* Action item *
Print, without alteration, the lines that extend from the one holding "for line in summary_lines(summary)" to the final line of the listing below.
__________________________________________________
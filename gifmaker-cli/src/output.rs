//! Console output for the CLI: status lines, errors and the final summary.
//!
//! Colors are applied only when the target stream supports them and
//! `NO_COLOR` is unset. Labels are padded by display width so that values
//! line up even with wide characters in file names.

use gifmaker_core::{
    ConversionSummary, FfmpegInstallation, MediaInfo, format_bytes, format_duration,
    format_elapsed,
};
use owo_colors::OwoColorize;
use supports_color::Stream;
use unicode_width::UnicodeWidthStr;

const LABEL_WIDTH: usize = 14;

fn use_color(stream: Stream) -> bool {
    std::env::var_os("NO_COLOR").is_none() && supports_color::on(stream).is_some()
}

/// Pads `label:` to a common display width.
pub fn pad_label(label: &str) -> String {
    let width = label.width() + 1;
    let padding = LABEL_WIDTH.saturating_sub(width).max(1);
    format!("{}:{}", label, " ".repeat(padding))
}

/// Formats a key-value status line.
pub fn status_line(label: &str, value: &str) -> String {
    format!("  {}{}", pad_label(label), value)
}

pub fn print_status(label: &str, value: &str) {
    if use_color(Stream::Stdout) {
        println!("  {}{}", pad_label(label).cyan(), value.bold());
    } else {
        println!("{}", status_line(label, value));
    }
}

pub fn print_heading(title: &str) {
    if use_color(Stream::Stdout) {
        println!("===== {} =====", title.to_uppercase().cyan());
    } else {
        println!("===== {} =====", title.to_uppercase());
    }
}

pub fn print_success(message: &str) {
    if use_color(Stream::Stdout) {
        println!("  ✓ {}", message.green());
    } else {
        println!("  ✓ {message}");
    }
}

pub fn print_error(message: &str) {
    if use_color(Stream::Stderr) {
        eprintln!("{} {}", "✗ Error:".red().bold(), message);
    } else {
        eprintln!("✗ Error: {message}");
    }
}

pub fn print_warning(message: &str) {
    if use_color(Stream::Stderr) {
        eprintln!("{} {}", "Warning:".yellow(), message);
    } else {
        eprintln!("Warning: {message}");
    }
}

/// Lines of the boxed conversion summary, without color.
pub fn summary_lines(summary: &ConversionSummary) -> Vec<String> {
    let mut rows = vec![
        ("Output", summary.output.display().to_string()),
        ("Size", format_bytes(summary.size_bytes)),
    ];
    if let (Some(w), Some(h)) = (summary.width, summary.height) {
        rows.push(("Dimensions", format!("{w}x{h}")));
    }
    rows.push(("Frames", format!("{} @ {} fps", summary.frames, summary.fps)));
    rows.push(("Quality", summary.quality.to_string()));
    rows.push(("Time", format_elapsed(summary.elapsed_secs)));
    if summary.average_rate > 0.0 {
        rows.push(("Avg speed", format!("{:.2}x", summary.average_rate)));
    }

    let body: Vec<String> = rows
        .iter()
        .map(|(label, value)| format!("{}{}", pad_label(label), value))
        .collect();
    let inner = body
        .iter()
        .map(|line| line.width())
        .max()
        .unwrap_or(0)
        .max("Conversion complete".width());

    let mut lines = Vec::with_capacity(body.len() + 4);
    lines.push(format!("┌{}┐", "─".repeat(inner + 2)));
    lines.push(format!("│ {:<w$} │", "Conversion complete", w = inner));
    lines.push(format!("├{}┤", "─".repeat(inner + 2)));
    for line in body {
        let pad = inner - line.width();
        lines.push(format!("│ {}{} │", line, " ".repeat(pad)));
    }
    lines.push(format!("└{}┘", "─".repeat(inner + 2)));
    lines
}

pub fn print_summary(summary: &ConversionSummary) {
    let color = use_color(Stream::Stdout);
    for line in summary_lines(summary) {
        let is_border = line.starts_with(['┌', '├', '└']);
        if color && is_border {
            println!("{}", line.bright_blue());
        } else {
            println!("{line}");
        }
    }
}

/// Lines printed by `info` for a probed input.
pub fn media_lines(media: &MediaInfo, file_size: u64) -> Vec<String> {
    let mut lines = vec![status_line("Size", &format_bytes(file_size))];
    if let (Some(w), Some(h)) = (media.width, media.height) {
        lines.push(status_line("Dimensions", &format!("{w}x{h}")));
    }
    if let Some(d) = media.duration {
        lines.push(status_line("Duration", &format_duration(d)));
    }
    if let Some(fps) = media.frame_rate {
        lines.push(status_line("Frame rate", &format!("{fps:.2} fps")));
    }
    lines
}

pub fn print_installation(install: &FfmpegInstallation) {
    print_status("ffmpeg", &install.path.display().to_string());
    print_status("Version", &install.version);
}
__________________________________________________
* Expected output *
    for line in summary_lines(summary) {
        let is_border = line.starts_with(['┌', '├', '└']);
        if color && is_border {
            println!("{}", line.bright_blue());
        } else {
            println!("{line}");
        }
    }
}

/// Lines printed by `info` for a probed input.
pub fn media_lines(media: &MediaInfo, file_size: u64) -> Vec<String> {
    let mut lines = vec![status_line("Size", &format_bytes(file_size))];
    if let (Some(w), Some(h)) = (media.width, media.height) {
        lines.push(status_line("Dimensions", &format!("{w}x{h}")));
    }
    if let Some(d) = media.duration {
        lines.push(status_line("Duration", &format_duration(d)));
    }
    if let Some(fps) = media.frame_rate {
        lines.push(status_line("Frame rate", &format!("{fps:.2} fps")));
    }
    lines
}

pub fn print_installation(install: &FfmpegInstallation) {
    print_status("ffmpeg", &install.path.display().to_string());
    print_status("Version", &install.version);
}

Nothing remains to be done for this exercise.